Exercise materials =>

-*-*-

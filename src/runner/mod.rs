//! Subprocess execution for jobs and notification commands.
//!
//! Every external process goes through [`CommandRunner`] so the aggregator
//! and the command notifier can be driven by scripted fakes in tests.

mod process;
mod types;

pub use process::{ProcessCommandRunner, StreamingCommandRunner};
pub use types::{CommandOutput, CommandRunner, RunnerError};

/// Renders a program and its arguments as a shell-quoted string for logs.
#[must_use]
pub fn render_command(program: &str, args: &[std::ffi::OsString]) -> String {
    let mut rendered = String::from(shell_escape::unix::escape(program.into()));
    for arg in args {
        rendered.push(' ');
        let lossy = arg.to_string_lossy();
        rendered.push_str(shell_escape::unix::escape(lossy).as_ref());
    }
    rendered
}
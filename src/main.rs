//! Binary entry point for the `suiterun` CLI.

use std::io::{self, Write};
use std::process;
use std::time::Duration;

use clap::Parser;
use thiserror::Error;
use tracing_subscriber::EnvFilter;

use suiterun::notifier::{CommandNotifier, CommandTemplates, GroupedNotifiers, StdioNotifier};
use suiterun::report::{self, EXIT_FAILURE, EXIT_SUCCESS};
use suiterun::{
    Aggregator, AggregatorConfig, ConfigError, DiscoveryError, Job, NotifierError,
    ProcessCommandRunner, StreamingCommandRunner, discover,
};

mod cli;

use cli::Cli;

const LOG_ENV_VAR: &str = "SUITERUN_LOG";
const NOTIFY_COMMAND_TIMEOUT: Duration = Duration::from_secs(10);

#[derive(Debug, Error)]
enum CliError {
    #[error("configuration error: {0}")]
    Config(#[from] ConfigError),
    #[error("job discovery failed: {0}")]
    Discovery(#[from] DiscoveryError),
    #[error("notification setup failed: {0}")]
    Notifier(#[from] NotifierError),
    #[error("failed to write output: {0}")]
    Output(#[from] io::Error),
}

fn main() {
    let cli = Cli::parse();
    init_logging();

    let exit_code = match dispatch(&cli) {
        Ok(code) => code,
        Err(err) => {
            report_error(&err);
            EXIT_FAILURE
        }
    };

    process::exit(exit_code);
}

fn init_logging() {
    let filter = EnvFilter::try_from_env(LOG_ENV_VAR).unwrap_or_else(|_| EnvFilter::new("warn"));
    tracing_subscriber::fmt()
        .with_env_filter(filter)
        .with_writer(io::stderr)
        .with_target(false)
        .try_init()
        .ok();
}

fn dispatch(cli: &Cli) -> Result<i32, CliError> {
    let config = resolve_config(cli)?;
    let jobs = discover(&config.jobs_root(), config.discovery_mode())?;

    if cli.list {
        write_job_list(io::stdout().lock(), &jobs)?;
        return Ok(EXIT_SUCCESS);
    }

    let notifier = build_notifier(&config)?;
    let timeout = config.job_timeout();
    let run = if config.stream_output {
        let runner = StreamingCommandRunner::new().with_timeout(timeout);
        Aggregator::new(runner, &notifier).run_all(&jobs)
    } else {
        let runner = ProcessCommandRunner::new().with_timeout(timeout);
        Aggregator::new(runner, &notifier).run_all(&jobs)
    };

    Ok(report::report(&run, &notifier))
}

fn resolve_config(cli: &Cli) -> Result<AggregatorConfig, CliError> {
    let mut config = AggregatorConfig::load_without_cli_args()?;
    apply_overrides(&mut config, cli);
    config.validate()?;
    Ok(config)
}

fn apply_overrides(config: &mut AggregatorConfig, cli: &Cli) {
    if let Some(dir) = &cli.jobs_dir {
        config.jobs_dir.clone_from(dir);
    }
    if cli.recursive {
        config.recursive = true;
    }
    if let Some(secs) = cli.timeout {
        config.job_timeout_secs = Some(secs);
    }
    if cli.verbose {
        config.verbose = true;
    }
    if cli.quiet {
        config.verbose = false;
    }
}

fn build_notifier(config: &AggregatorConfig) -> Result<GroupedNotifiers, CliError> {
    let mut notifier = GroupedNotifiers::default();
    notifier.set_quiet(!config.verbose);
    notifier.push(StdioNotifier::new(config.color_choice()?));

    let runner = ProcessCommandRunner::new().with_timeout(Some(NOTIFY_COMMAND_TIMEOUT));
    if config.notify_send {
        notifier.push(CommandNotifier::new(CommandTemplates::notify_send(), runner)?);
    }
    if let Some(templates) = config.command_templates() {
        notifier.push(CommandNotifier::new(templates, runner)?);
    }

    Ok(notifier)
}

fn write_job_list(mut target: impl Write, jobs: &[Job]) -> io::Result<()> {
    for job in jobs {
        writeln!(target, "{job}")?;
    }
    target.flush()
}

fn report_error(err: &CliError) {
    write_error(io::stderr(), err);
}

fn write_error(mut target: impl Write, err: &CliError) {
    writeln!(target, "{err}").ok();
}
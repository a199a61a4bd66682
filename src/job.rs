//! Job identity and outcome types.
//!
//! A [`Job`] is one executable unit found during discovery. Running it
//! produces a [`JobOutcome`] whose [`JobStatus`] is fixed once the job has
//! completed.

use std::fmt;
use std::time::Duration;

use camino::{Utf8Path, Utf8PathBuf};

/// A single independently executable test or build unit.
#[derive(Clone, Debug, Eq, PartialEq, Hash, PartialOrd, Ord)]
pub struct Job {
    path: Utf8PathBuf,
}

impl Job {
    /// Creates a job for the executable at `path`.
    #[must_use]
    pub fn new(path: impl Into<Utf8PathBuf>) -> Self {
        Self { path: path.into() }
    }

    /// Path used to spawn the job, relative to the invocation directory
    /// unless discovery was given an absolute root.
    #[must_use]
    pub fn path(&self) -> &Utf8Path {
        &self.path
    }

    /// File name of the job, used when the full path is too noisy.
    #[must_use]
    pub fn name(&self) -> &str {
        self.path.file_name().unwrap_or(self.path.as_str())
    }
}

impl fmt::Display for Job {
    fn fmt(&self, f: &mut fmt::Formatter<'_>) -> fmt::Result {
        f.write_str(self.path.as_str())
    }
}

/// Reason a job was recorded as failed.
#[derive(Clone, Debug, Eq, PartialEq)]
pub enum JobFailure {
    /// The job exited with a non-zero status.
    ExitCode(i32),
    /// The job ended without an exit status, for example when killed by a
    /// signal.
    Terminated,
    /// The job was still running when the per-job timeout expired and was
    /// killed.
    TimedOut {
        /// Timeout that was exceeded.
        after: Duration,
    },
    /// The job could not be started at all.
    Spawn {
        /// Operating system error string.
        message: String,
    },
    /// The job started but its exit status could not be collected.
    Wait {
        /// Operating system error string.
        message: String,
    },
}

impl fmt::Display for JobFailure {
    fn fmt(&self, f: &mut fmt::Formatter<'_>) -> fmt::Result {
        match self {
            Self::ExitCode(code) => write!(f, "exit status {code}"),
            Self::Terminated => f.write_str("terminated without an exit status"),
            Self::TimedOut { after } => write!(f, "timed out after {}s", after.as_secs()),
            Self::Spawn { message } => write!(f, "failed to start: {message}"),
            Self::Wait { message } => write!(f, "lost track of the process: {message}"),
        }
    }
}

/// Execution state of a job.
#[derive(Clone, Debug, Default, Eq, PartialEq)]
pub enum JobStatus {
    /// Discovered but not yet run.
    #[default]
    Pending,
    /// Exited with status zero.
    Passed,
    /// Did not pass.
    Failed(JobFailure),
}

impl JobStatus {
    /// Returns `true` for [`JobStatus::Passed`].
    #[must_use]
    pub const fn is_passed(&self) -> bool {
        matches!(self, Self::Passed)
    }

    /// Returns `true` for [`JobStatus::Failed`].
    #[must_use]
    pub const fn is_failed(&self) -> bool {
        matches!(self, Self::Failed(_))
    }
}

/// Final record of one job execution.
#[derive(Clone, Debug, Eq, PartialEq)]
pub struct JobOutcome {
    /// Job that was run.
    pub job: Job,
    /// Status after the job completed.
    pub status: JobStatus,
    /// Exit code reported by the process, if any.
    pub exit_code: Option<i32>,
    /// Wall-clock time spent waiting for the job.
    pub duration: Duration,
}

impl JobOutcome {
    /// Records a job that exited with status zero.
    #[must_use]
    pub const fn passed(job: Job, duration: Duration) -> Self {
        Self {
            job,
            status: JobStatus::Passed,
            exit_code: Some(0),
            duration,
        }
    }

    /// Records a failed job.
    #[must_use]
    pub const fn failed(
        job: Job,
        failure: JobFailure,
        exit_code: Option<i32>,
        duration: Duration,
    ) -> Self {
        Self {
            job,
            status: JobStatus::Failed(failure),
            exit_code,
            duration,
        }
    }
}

-*-*-

Description of the task => Which lines in the records above contain the string "ConfigError"? Copy each one.

Exercise response =>
    Aggregator, AggregatorConfig, ConfigError, DiscoveryError, Job, NotifierError,
    Config(#[from] ConfigError),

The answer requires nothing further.